We have been reaching out to some of these projects, and the response is variable. Several have adopted the same policies as the Ventilator Crowd and are being completely open with their emerging designs - an excellent attitude! Others are, somewhat disappointingly, being more ‘protective’ of their work .. promising a ‘big announcement coming soon’. We shall see.
I read on the Guardian web-page that “UK government sends ventilator blueprints to major manufacturers” (here). If such a ‘blueprint’ exists – then it has not been made publically available anywhere that we can find. What they may be talking about is what the Medicines and Healthcare products Regulatory Agency (MHRA) term a “specification” – however, this document is little more than a ‘User Requirement Document’. Most engineers will recognise that there is a lot of work between a user’s initial requirement (wish list) and a System Design Document (the top-level plans for building it).

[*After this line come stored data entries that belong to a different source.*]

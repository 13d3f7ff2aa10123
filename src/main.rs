use taskpilot::cli::app;

#[tokio::main]
async fn main() -> anyhow::Result<()> {
    app::run().await
}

Nevertheless, many crowd-sourced teams and bigger industry are making progress towards design solutions. What concerns me more is that many of the crowd-sourced solutions seem to developing very similar designs: essentially replicating an MIT student project from 2010 (here). For sure, there are a number of advantages of this design, but I do worry about having a lot of parallel ‘me-to’ projects.

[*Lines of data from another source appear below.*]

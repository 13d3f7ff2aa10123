//! CLI entry point: argument parsing, wiring, and exit codes.

use std::io::{self, BufRead, Write};
use std::path::PathBuf;
use std::sync::Arc;
use std::time::Duration;

use anyhow::{bail, Context};
use clap::Parser;
use serde_json::Value;
use tracing_subscriber::EnvFilter;

use crate::agent::{TaskAgent, TaskStatus};
use crate::analyzer::PageAnalyzer;
use crate::browser::cdp::CdpBrowser;
use crate::cache::UiCache;
use crate::cli::console;
use crate::config::AppConfig;
use crate::credentials::CredentialStore;
use crate::executor::ActionExecutor;
use crate::llm::{LlmPlanner, OllamaBackend, OpenAiBackend, Planner};

const APP_CONFIG_FILE: &str = "config.json";

#[derive(Debug, Parser)]
#[command(
    name = "taskpilot",
    version,
    about = "Natural-language browser automation with adaptive recovery",
    after_help = "Examples:\n  \
        taskpilot \"Search DuckDuckGo for rust tutorials\"\n  \
        taskpilot \"Buy the cheapest wireless mouse\" --no-approval --headless\n  \
        taskpilot \"Book a flight\" --config configs/flights.json"
)]
struct Cli {
    /// Your task in plain English; prompted for when omitted.
    request: Option<String>,

    /// Path to a site-hints JSON file passed to the planner.
    #[arg(long)]
    config: Option<PathBuf>,

    /// Skip the approval step (auto-approve risky actions).
    #[arg(long)]
    no_approval: bool,

    /// Run the browser without a window.
    #[arg(long)]
    headless: bool,

    /// Planner model; prefix with "ollama/" for a local model.
    #[arg(long)]
    model: Option<String>,

    /// Per-action timeout in seconds.
    #[arg(long)]
    timeout: Option<u64>,

    /// Enable debug logging.
    #[arg(long, short)]
    verbose: bool,
}

pub async fn run() -> anyhow::Result<()> {
    let cli = Cli::parse();
    init_tracing(cli.verbose);
    console::print_banner();

    let request = match cli.request.clone() {
        Some(request) if !request.trim().is_empty() => request,
        _ => prompt_for_request()?,
    };

    let mut config = AppConfig::load(&PathBuf::from(APP_CONFIG_FILE))
        .context("failed to load config.json")?;
    if cli.headless {
        config.browser.headless = true;
    }
    if let Some(seconds) = cli.timeout {
        config.browser.timeout_ms = seconds * 1000;
    }
    if cli.no_approval {
        config.security.require_approval = false;
    }

    let site_hints = match &cli.config {
        Some(path) => Some(load_site_hints(path)?),
        None => None,
    };

    let model = cli
        .model
        .clone()
        .unwrap_or_else(|| format!("ollama/{}", config.ollama.model));
    let planner = build_planner(&model, &config, site_hints)?;
    println!("Request: {request}");
    println!("Model: {model}");

    let action_timeout = Duration::from_millis(config.browser.timeout_ms);
    let browser = CdpBrowser::launch(
        config.browser.headless,
        action_timeout,
        (config.browser.viewport_width, config.browser.viewport_height),
    )
    .await
    .context("failed to launch browser")?;
    let driver = browser
        .new_page()
        .await
        .context("failed to open browser page")?;

    let cache_path = config
        .cache
        .enabled
        .then(|| PathBuf::from(&config.cache.cache_file));
    let cache = UiCache::open(cache_path, config.cache.max_entries, config.cache.max_age_hours);
    let credentials =
        CredentialStore::open(Some(PathBuf::from(&config.security.credentials_file)));

    let executor = ActionExecutor::new(
        Arc::new(driver),
        PageAnalyzer::default(),
        cache,
        credentials,
        action_timeout,
    );
    let mut agent = TaskAgent::new(
        executor,
        planner,
        config.security.require_approval,
        config.recovery.max_recovery_attempts,
    );
    if config.security.require_approval {
        agent.set_approval_callback(Box::new(console::prompt_approval));
    }

    let report = tokio::select! {
        report = agent.run(&request) => Some(report),
        _ = tokio::signal::ctrl_c() => None,
    };
    browser.close().await;

    match report {
        Some(report) => {
            console::print_report(&report);
            match report.status {
                TaskStatus::Success | TaskStatus::Cancelled => Ok(()),
                TaskStatus::Error => std::process::exit(1),
            }
        }
        None => {
            eprintln!("\nInterrupted by user");
            std::process::exit(130);
        }
    }
}

fn init_tracing(verbose: bool) {
    let default_level = if verbose { "debug" } else { "info" };
    let filter = EnvFilter::try_from_default_env()
        .unwrap_or_else(|_| EnvFilter::new(format!("taskpilot={default_level}")));
    tracing_subscriber::fmt()
        .with_env_filter(filter)
        .with_target(false)
        .init();
}

fn prompt_for_request() -> anyhow::Result<String> {
    print!("What would you like me to do?\n> ");
    io::stdout().flush()?;
    let mut line = String::new();
    io::stdin().lock().read_line(&mut line)?;
    let request = line.trim().to_string();
    if request.is_empty() {
        bail!("no request provided");
    }
    Ok(request)
}

/// Render a site-hints file into the prose block appended to planner
/// prompts.
fn load_site_hints(path: &PathBuf) -> anyhow::Result<String> {
    let raw = std::fs::read_to_string(path)
        .with_context(|| format!("config file not found: {}", path.display()))?;
    let value: Value = serde_json::from_str(&raw)
        .with_context(|| format!("invalid JSON in {}", path.display()))?;

    let field = |key: &str| {
        value
            .get(key)
            .map(|v| match v {
                Value::String(s) => s.clone(),
                other => other.to_string(),
            })
            .unwrap_or_default()
    };
    Ok(format!(
        "Site: {}\nBase URL: {}\nSelectors: {}\nInstructions: {}",
        field("site_name"),
        field("base_url"),
        field("selectors"),
        field("instructions"),
    ))
}

fn build_planner(
    model: &str,
    config: &AppConfig,
    site_hints: Option<String>,
) -> anyhow::Result<Arc<dyn Planner>> {
    if let Some(local_model) = model.strip_prefix("ollama/") {
        let backend = OllamaBackend::new(
            config.ollama.base_url.clone(),
            local_model,
            config.ollama.temperature,
        );
        return Ok(Arc::new(LlmPlanner::new(backend).with_site_hints(site_hints)));
    }

    let api_key = std::env::var("OPENAI_API_KEY")
        .context("OPENAI_API_KEY must be set for hosted models (or use --model ollama/<name>)")?;
    let backend = OpenAiBackend::new(
        crate::llm::openai::DEFAULT_BASE_URL,
        api_key,
        model,
        config.ollama.temperature,
    );
    Ok(Arc::new(LlmPlanner::new(backend).with_site_hints(site_hints)))
}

What we should look out for, and praise, is greater variety in the designed solutions. Because if there are weaknesses in the MIT ‘bag-in-a-box’ solution, then the world will need to draw on a variety of other great ideas. Two crazy ideas, brought together, can be genius.
This type of thinking draws on the Principle of Requisite Variety, proposed by Ashby in 1957: the idea that any system must match the variety and complexity of the environment if it is to deal with the challenges of that environment. In other words, to come up with really excellent solutions we will need many diverse and divergent ideas. These can then be selected, combined and mutated into even better solutions.

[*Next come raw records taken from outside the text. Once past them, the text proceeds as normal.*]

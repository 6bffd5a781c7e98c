use std::fmt::Display;
use std::hash::{Hash, Hasher};

#[derive(Debug, Clone, Copy, PartialEq, Eq, Hash)]
#[repr(u16)]
pub enum TupleValueType {
    BigInt = 0,
    VarChar(u16) = 1,
    Int = 2,
    SmallInt = 3
}

impl TupleValueType {
    /// Byte width of the type. Variable width types return None,
    /// callers fall back to an average measured from data.
    pub fn get_size(&self) -> Option<usize> {
        match self {
            TupleValueType::BigInt => Some(8),
            TupleValueType::VarChar(_) => None,
            TupleValueType::Int => Some(4),
            TupleValueType::SmallInt => Some(2)
        }
    }
}

#[derive(Debug, Clone)]
pub enum TupleValue {
    BigInt(i64),
    Int(i32),
    SmallInt(i16),
    String(String),
}

impl TupleValue {
    pub fn as_big_int(&self) -> i64 {
        match self {
            TupleValue::BigInt(value) => *value,
            _ => unreachable!(),
        }
    }

    pub fn as_int(&self) -> i32 {
        match self {
            TupleValue::Int(value) => *value,
            _ => unreachable!(),
        }
    }

    pub fn as_small_int(&self) -> i16 {
        match self {
            TupleValue::SmallInt(value) => *value,
            _ => unreachable!(),
        }
    }

    pub fn as_varchar(&self) -> &str {
        match self {
            TupleValue::String(value) => value,
            _ => unreachable!(),
        }
    }

    fn widened(&self) -> i64 {
        match self {
            TupleValue::BigInt(v) => *v,
            TupleValue::Int(v) => *v as i64,
            TupleValue::SmallInt(v) => *v as i64,
            TupleValue::String(_) => unreachable!(),
        }
    }

    /// Numeric view used by the statistics estimators for range interpolation.
    pub fn as_f64(&self) -> Option<f64> {
        match self {
            TupleValue::BigInt(v) => Some(*v as f64),
            TupleValue::Int(v) => Some(*v as f64),
            TupleValue::SmallInt(v) => Some(*v as f64),
            TupleValue::String(_) => None,
        }
    }

    /// Actual payload size in bytes, used to average variable width columns.
    pub fn byte_size(&self) -> usize {
        match self {
            TupleValue::BigInt(_) => 8,
            TupleValue::Int(_) => 4,
            TupleValue::SmallInt(_) => 2,
            TupleValue::String(s) => s.len(),
        }
    }

    /// Stable 64-bit hash fed into the distinct count sketch. Numeric types
    /// hash through their i64 widening so that e.g. Int(5) and BigInt(5)
    /// count as one distinct value, consistent with the comparison impls.
    pub fn hash_64(&self) -> u64 {
        let mut hasher = std::collections::hash_map::DefaultHasher::new();
        match self {
            TupleValue::BigInt(v) => (*v).hash(&mut hasher),
            TupleValue::Int(v) => (*v as i64).hash(&mut hasher),
            TupleValue::SmallInt(v) => (*v as i64).hash(&mut hasher),
            TupleValue::String(s) => s.hash(&mut hasher),
        }
        hasher.finish()
    }
}

impl PartialEq for TupleValue {
    fn eq(&self, other: &Self) -> bool {
        // For numeric types also allow comparisons between different types (like bigint with smallint)
        match (self, other) {
            (TupleValue::BigInt(a), TupleValue::BigInt(b)) => a == b,
            (TupleValue::Int(a), TupleValue::Int(b)) => a == b,
            (TupleValue::SmallInt(a), TupleValue::SmallInt(b)) => a == b,
            (TupleValue::String(a), TupleValue::String(b)) => a == b,
            (TupleValue::BigInt(a), TupleValue::Int(b)) => *a == *b as i64,
            (TupleValue::BigInt(a), TupleValue::SmallInt(b)) => *a == *b as i64,
            (TupleValue::Int(a), TupleValue::BigInt(b)) => *a as i64 == *b,
            (TupleValue::Int(a), TupleValue::SmallInt(b)) => *a == *b as i32,
            (TupleValue::SmallInt(a), TupleValue::BigInt(b)) => *a as i64 == *b,
            (TupleValue::SmallInt(a), TupleValue::Int(b)) => *a as i32 == *b,
            _ => false
        }
    }
}

impl Eq for TupleValue {}

impl Ord for TupleValue {
    fn cmp(&self, other: &Self) -> std::cmp::Ordering {
        // Numerics compare through their i64 widening. A column only ever
        // holds one type class, but the order is total so values can key
        // ordered maps: numerics sort before strings.
        match (self, other) {
            (TupleValue::String(a), TupleValue::String(b)) => a.cmp(b),
            (TupleValue::String(_), _) => std::cmp::Ordering::Greater,
            (_, TupleValue::String(_)) => std::cmp::Ordering::Less,
            (a, b) => a.widened().cmp(&b.widened()),
        }
    }
}

impl PartialOrd for TupleValue {
    fn partial_cmp(&self, other: &Self) -> Option<std::cmp::Ordering> {
        Some(self.cmp(other))
    }
}

impl Display for TupleValue {
    fn fmt(&self, f: &mut std::fmt::Formatter<'_>) -> std::fmt::Result {
        match self {
            TupleValue::BigInt(i) => write!(f, "{}", i),
            TupleValue::Int(i) => write!(f, "{}", i),
            TupleValue::SmallInt(i) => write!(f, "{}", i),
            TupleValue::String(s) => write!(f, "\"{}\"", s.escape_debug()),
        }
    }
}

/// Scan predicate operators understood by plans, the statistics estimators
/// and the index tuner.
#[derive(Debug, Clone, Copy, PartialEq, Eq, Hash)]
pub enum PredicateOp {
    Equals,
    NotEquals,
    LessThan,
    LessThanOrEquals,
    GreaterThan,
    GreaterThanOrEquals,
    Between,
    Like,
    IsNull,
}

impl Display for PredicateOp {
    fn fmt(&self, f: &mut std::fmt::Formatter<'_>) -> std::fmt::Result {
        let s = match self {
            PredicateOp::Equals => "=",
            PredicateOp::NotEquals => "<>",
            PredicateOp::LessThan => "<",
            PredicateOp::LessThanOrEquals => "<=",
            PredicateOp::GreaterThan => ">",
            PredicateOp::GreaterThanOrEquals => ">=",
            PredicateOp::Between => "BETWEEN",
            PredicateOp::Like => "LIKE",
            PredicateOp::IsNull => "IS NULL",
        };
        write!(f, "{}", s)
    }
}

As an example, on the Ventilator Crowd team videoconference last night there was a significant concern expressed about the next systemic issues. For example, the creation of many thousands of ‘bag-in-a-box’ solutions will create a large demand on small, powerful electric motors. Do these exist in the supply chain? Should not any design be based around motors that are available in large numbers?
Then once all these thousands of machines are working .. how do we manage their servicing, repair and replacement? New, rapidly manufactured systems can be notoriously unreliable – since there will have been little time for reliability testing and improvement. Even if this is not a safety issue, we also have to work on the process of repairing and replacing failed equipment.
So in summary, I think that amazing progress is being made in a very short time. But is it no small challenge and a deal of Systems Thinking will be required to put the problem to bed permanently.